* **What needs to be done**: Two lines in the data below mark the range: the one with "use reqwest::Client;" and the one with "email sender must". Return both, along with every line between them, exactly.

* **Supplied data**:
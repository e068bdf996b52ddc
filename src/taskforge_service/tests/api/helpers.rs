use axum::Router;
use axum::body::Body;
use axum::http::{Request, StatusCode, header};
use secrecy::Secret;
use serde_json::{Value, json};
use tower::ServiceExt;

use taskforge_adapters::{
    Argon2PasswordHasher, HashMapCredentialStore, HashMapSessionStore, HashMapTagStore,
    HashMapTodoStore, JwtConfig, RecordingEmailClient,
};
use taskforge_service::ApiService;

/// The full API wired against in-memory adapters, plus handles to the
/// stores and the recording mailer for assertions and fixtures.
pub struct TestApp {
    pub router: Router,
    pub session_store: HashMapSessionStore,
    pub mailer: RecordingEmailClient,
}

impl TestApp {
    pub fn spawn() -> Self {
        let credential_store = HashMapCredentialStore::new();
        let session_store = HashMapSessionStore::new();
        let todo_store = HashMapTodoStore::new();
        let tag_store = HashMapTagStore::new();
        let mailer = RecordingEmailClient::new();

        let jwt_config = JwtConfig {
            jwt_secret: Secret::from("test-secret".to_owned()),
            token_ttl_in_seconds: 600,
        };

        let router = ApiService::new(
            credential_store,
            session_store.clone(),
            todo_store,
            tag_store,
            mailer.clone(),
            Argon2PasswordHasher::new(),
            jwt_config,
        )
        .router();

        Self {
            router,
            session_store,
            mailer,
        }
    }

    pub async fn request(
        &self,
        method: &str,
        path: &str,
        token: Option<&str>,
        body: Option<Value>,
    ) -> (StatusCode, Value) {
        let mut builder = Request::builder().method(method).uri(path);
        if let Some(token) = token {
            builder = builder.header(header::AUTHORIZATION, format!("Bearer {token}"));
        }
        let request = match body {
            Some(body) => builder
                .header(header::CONTENT_TYPE, "application/json")
                .body(Body::from(body.to_string()))
                .unwrap(),
            None => builder.body(Body::empty()).unwrap(),
        };

        let response = self.router.clone().oneshot(request).await.unwrap();
        let status = response.status();
        let bytes = axum::body::to_bytes(response.into_body(), usize::MAX)
            .await
            .unwrap();
        let body = if bytes.is_empty() {
            Value::Null
        } else {
            serde_json::from_slice(&bytes).unwrap_or(Value::Null)
        };
        (status, body)
    }

    /// Register an account and verify it with the emailed code.
    pub async fn register_and_verify(&self, name: &str, email: &str, password: &str) {
        let (status, _) = self
            .request(
                "POST",
                "/auth/register",
                None,
                Some(json!({ "name": name, "email": email, "password": password })),
            )
            .await;
        assert_eq!(status, StatusCode::CREATED);

        let code = self.mailer.last_code().await;
        let (status, _) = self
            .request(
                "POST",
                "/auth/verify-email",
                None,
                Some(json!({ "code": code.as_str() })),
            )
            .await;
        assert_eq!(status, StatusCode::OK);
    }

    /// Log in and return `(access_token, refresh_token, user_id)`.
    pub async fn login(&self, email: &str, password: &str) -> (String, String, i64) {
        let (status, body) = self
            .request(
                "POST",
                "/auth/login",
                None,
                Some(json!({ "email": email, "password": password })),
            )
            .await;
        assert_eq!(status, StatusCode::OK, "login failed: {body}");

        (
            body["access_token"].as_str().unwrap().to_owned(),
            body["refresh_token"].as_str().unwrap().to_owned(),
            body["user"]["id"].as_i64().unwrap(),
        )
    }
}
use std::time::Duration;

use reqwest::Client;
use secrecy::Secret;
use tokio::net::TcpListener;

use taskforge_adapters::{
    Argon2PasswordHasher, JwtConfig, PostgresCredentialStore, PostgresSessionStore,
    PostgresTagStore, PostgresTodoStore, PostmarkEmailClient, Settings,
};
use taskforge_core::Email;
use taskforge_service::{ApiService, configure_postgresql, init_tracing, spawn_session_sweeper};

/// How often the background sweep deletes expired, revoked sessions.
const SESSION_SWEEP_PERIOD: Duration = Duration::from_secs(60 * 60);

#[tokio::main]
async fn main() -> color_eyre::Result<()> {
    color_eyre::install()?;
    init_tracing();

    let settings = Settings::load()?;

    let pool = configure_postgresql(&settings.database).await;
    let credential_store = PostgresCredentialStore::new(pool.clone());
    let session_store = PostgresSessionStore::new(pool.clone());
    let todo_store = PostgresTodoStore::new(pool.clone());
    let tag_store = PostgresTagStore::new(pool);

    let sender = Email::try_from(Secret::from(settings.email.sender.clone()))
        .expect("configured email sender must be a valid address");
    let email_client = PostmarkEmailClient::new(
        settings.email.base_url.clone(),
        sender,
        settings.email.authorization_token.clone(),
        Client::new(),
    );

    let jwt_config = JwtConfig {
        jwt_secret: settings.jwt.secret.clone(),
        token_ttl_in_seconds: settings.jwt.access_token_ttl_seconds,
    };

    spawn_session_sweeper(session_store.clone(), SESSION_SWEEP_PERIOD);

    let listener = TcpListener::bind((
        settings.application.host.as_str(),
        settings.application.port,
    ))
    .await?;

    ApiService::new(
        credential_store,
        session_store,
        todo_store,
        tag_store,
        email_client,
        Argon2PasswordHasher::new(),
        jwt_config,
    )
    .run_standalone(listener)
    .await?;

    Ok(())
}
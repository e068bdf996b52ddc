pub mod api_service;
pub mod helpers;
pub mod sweeper;
pub mod telemetry;

pub use api_service::ApiService;
pub use helpers::{configure_postgresql, get_postgres_pool};
pub use sweeper::spawn_session_sweeper;
pub use telemetry::init_tracing;
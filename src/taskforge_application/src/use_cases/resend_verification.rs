use chrono::Utc;

use taskforge_core::{
    CredentialStore, CredentialStoreError, Email, EmailClient, EmailTemplate, OneTimeCode,
};

use crate::use_cases::VERIFICATION_CODE_TTL_HOURS;

/// Error types specific to the resend verification use case
#[derive(Debug, thiserror::Error)]
pub enum ResendVerificationError {
    #[error("User not found")]
    UserNotFound,
    #[error("Email already verified")]
    AlreadyVerified,
    #[error("Failed to send email: {0}")]
    EmailError(String),
    #[error("Credential store error: {0}")]
    CredentialStoreError(CredentialStoreError),
}

/// Resend verification use case - issues a fresh code for an unverified
/// account, superseding any previous one.
pub struct ResendVerificationUseCase<C, M>
where
    C: CredentialStore,
    M: EmailClient,
{
    credential_store: C,
    email_client: M,
}

impl<C, M> ResendVerificationUseCase<C, M>
where
    C: CredentialStore,
    M: EmailClient,
{
    pub fn new(credential_store: C, email_client: M) -> Self {
        Self {
            credential_store,
            email_client,
        }
    }

    #[tracing::instrument(name = "ResendVerificationUseCase::execute", skip_all)]
    pub async fn execute(&self, email: &Email) -> Result<(), ResendVerificationError> {
        let user = self
            .credential_store
            .find_by_email(email)
            .await
            .map_err(|e| match e {
                CredentialStoreError::UserNotFound => ResendVerificationError::UserNotFound,
                other => ResendVerificationError::CredentialStoreError(other),
            })?;

        if user.is_verified {
            return Err(ResendVerificationError::AlreadyVerified);
        }

        let code = OneTimeCode::new();
        let expires = Utc::now() + chrono::Duration::hours(VERIFICATION_CODE_TTL_HOURS);

        self.credential_store
            .set_verification_code(user.id, code.as_str(), expires)
            .await
            .map_err(ResendVerificationError::CredentialStoreError)?;

        self.email_client
            .send_code(&user.email, &user.name, EmailTemplate::VerifyEmail, &code)
            .await
            .map_err(ResendVerificationError::EmailError)?;

        tracing::info!(user_id = user.id, "verification email resent");
        Ok(())
    }
}
pub mod hashmap_credential_store;
pub mod hashmap_session_store;
pub mod hashmap_todo_store;
pub mod postgres_credential_store;
pub mod postgres_session_store;
pub mod postgres_todo_store;
pub mod auth;
pub mod config;
pub mod email;
pub mod persistence;

pub use auth::{
    argon2_password_hasher::Argon2PasswordHasher,
    jwt::{AccessTokenError, JwtConfig, issue_access_token, validate_access_token},
};
pub use config::Settings;
pub use email::{
    postmark_email_client::PostmarkEmailClient, recording_email_client::RecordingEmailClient,
};
pub use persistence::{
    hashmap_credential_store::HashMapCredentialStore,
    hashmap_session_store::HashMapSessionStore,
    hashmap_todo_store::{HashMapTagStore, HashMapTodoStore},
    postgres_credential_store::PostgresCredentialStore,
    postgres_session_store::PostgresSessionStore,
    postgres_todo_store::{PostgresTagStore, PostgresTodoStore},
};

* **Solution for this problem**:
use reqwest::Client;
use secrecy::Secret;
use tokio::net::TcpListener;

use taskforge_adapters::{
    Argon2PasswordHasher, JwtConfig, PostgresCredentialStore, PostgresSessionStore,
    PostgresTagStore, PostgresTodoStore, PostmarkEmailClient, Settings,
};
use taskforge_core::Email;
use taskforge_service::{ApiService, configure_postgresql, init_tracing, spawn_session_sweeper};

/// How often the background sweep deletes expired, revoked sessions.
const SESSION_SWEEP_PERIOD: Duration = Duration::from_secs(60 * 60);

#[tokio::main]
async fn main() -> color_eyre::Result<()> {
    color_eyre::install()?;
    init_tracing();

    let settings = Settings::load()?;

    let pool = configure_postgresql(&settings.database).await;
    let credential_store = PostgresCredentialStore::new(pool.clone());
    let session_store = PostgresSessionStore::new(pool.clone());
    let todo_store = PostgresTodoStore::new(pool.clone());
    let tag_store = PostgresTagStore::new(pool);

    let sender = Email::try_from(Secret::from(settings.email.sender.clone()))
        .expect("configured email sender must be a valid address");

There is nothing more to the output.